Farewell My Concubine (Chen 1993) made waves abroad when it became the first Chinese film to win the Palme d’Or, but its release in mainland China was far more troubled. Although the Chinese government had been loosening restrictions across the media spectrum, Farewell My Concubine struck a nerve. Reportedly, the Politburo personally viewed the film and decided to ban it indefinitely, demanding severe cuts. This ban was not absolute, however—the government allowed the two weeks of showings in Shanghai for which tickets had already been sold out (Kristof). Then, Deng Xiaoping watched the film and intervened, successfully pushing for its re-release with only three cuts (Lim 30–31). But just because the CPC (Communist Party of China) permitted Farewell My Concubine’s mostly-whole mainland China release didn’t mean that its members had to be happy about it. Some grumbled about how China’s bid for the 2000 Olympics forced them to relent in order to appear less authoritarian (Tyler “Warning”), others took to Qiushi, a party journal, to criticize the film’s homosexuality as “perverted” and designate homosexuality a pre-1949 artifact. Nevertheless, Farewell My Concubine was a hit in mainland China, both at the box office and on pirated videotapes (Lim 31). Narratives regarding artistic freedom vs. censorship are often reduced to either the glorious triumph of the great thinker or totalitarian oppressors crushing freedom, but the Farewell My Concubine’s release in mainland fits neither mold.

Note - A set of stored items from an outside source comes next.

/// Worker pool configuration.
#[derive(Debug, Clone, PartialEq, Eq, Serialize, Deserialize)]
#[serde(default, rename_all = "camelCase")]
pub struct PoolConfig {
    /// Requested number of execution units.
    pub size: usize,
}

impl Default for PoolConfig {
    fn default() -> Self {
        Self {
            size: DEFAULT_POOL_SIZE,
        }
    }
}

impl PoolConfig {
    /// Applies the [`WORKERS_ENV`] override, if set to a valid number.
    #[must_use]
    pub fn with_env_override(self) -> Self {
        match std::env::var(WORKERS_ENV).ok().map(|v| v.trim().parse::<usize>()) {
            Some(Ok(size)) => Self { size },
            Some(Err(e)) => {
                log::warn!("Ignoring invalid {WORKERS_ENV}: {e}");
                self
            }
            None => self,
        }
    }

    /// Returns the effective pool size: the requested size bounded by the
    /// available hardware concurrency, and at least 1.
    #[must_use]
    pub fn resolved_size(&self) -> usize {
        let hardware = std::thread::available_parallelism().map_or(1, NonZeroUsize::get);
        self.size.clamp(1, hardware.max(1))
    }
}

/// Snapshot of the pool's scheduling state.
#[derive(Debug, Clone, Copy, PartialEq, Eq, Serialize)]
#[serde(rename_all = "camelCase")]
pub struct PoolStats {
    /// Number of execution units.
    pub size: usize,
    /// Units waiting for work.
    pub idle: usize,
    /// Units running a job.
    pub busy: usize,
    /// Tasks waiting for a unit.
    pub queued: usize,
}

enum Command<J, O> {
    Submit(Task<J, O>),
    Stats(oneshot::Sender<PoolStats>),
    Terminate(oneshot::Sender<()>),
}

enum UnitMessage<O> {
    Progress {
        task_id: TaskId,
        fraction: f64,
        label: String,
    },
    Finished {
        unit: usize,
        task_id: TaskId,
        result: Result<O, JobError>,
    },
    Crashed {
        unit: usize,
        task_id: TaskId,
        message: String,
    },
}

struct Assignment<J> {
    task_id: TaskId,
    job: J,
    cancel: CancellationToken,
}

struct UnitSlot<J> {
    assign: mpsc::UnboundedSender<Assignment<J>>,
    handle: JoinHandle<()>,
}

struct InFlight<O> {
    unit: usize,
    cancel: CancellationToken,
    events: mpsc::UnboundedSender<TaskEvent<O>>,
}

/// A fixed-size pool of background execution units.
///
/// Dropping the pool behaves like [`Self::terminate`].
pub struct WorkerPool<E: JobExecutor> {
    commands: mpsc::UnboundedSender<Command<E::Job, E::Output>>,
    cancels: mpsc::UnboundedSender<TaskId>,
    size: usize,
}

Rather, it is a carousel-esque tribulation caused by the interplay between a myriad of contradicting forces ranging from the need to display power, reform efforts, international relations, and nation-building.

Importantly, both the events of and the discourse surrounding the censorship of Farewell My Concubine (which heavily overlap) exist within the discourse of human rights and freedom within post-Tiananmen China. Yingjin Zhang writes in Screening China that academia and media discussions of Chinese cinema in the West disproportionately revolve around censorship issues—by corollary, no censorship, no attention. He supports his argument with examples of exposé-style reports about censored Chinese films and filmmakers from major American newspapers, including the New York Times (27–28). The New York Times cites an anonymous Chinese official as blaming the international attention showered upon the film for their decision to re-release with few cuts (Tyler “Warning”), but the international attention exploded more so because of the censorship than the film itself. The perfect Chinese film for a Western audience would be zero percent celluloid, one hundred percent cuts, as that would confirm the West’s supremacy of freedom, yet the act of censorship inevitably provokes righteous indignation, for that violates the West’s ideas of freedom. This orientalist catch-22 forced the Chinese government to make difficult decisions about how and to what extent to censor Farewell My Concubine, decisions with tradeoffs in all directions.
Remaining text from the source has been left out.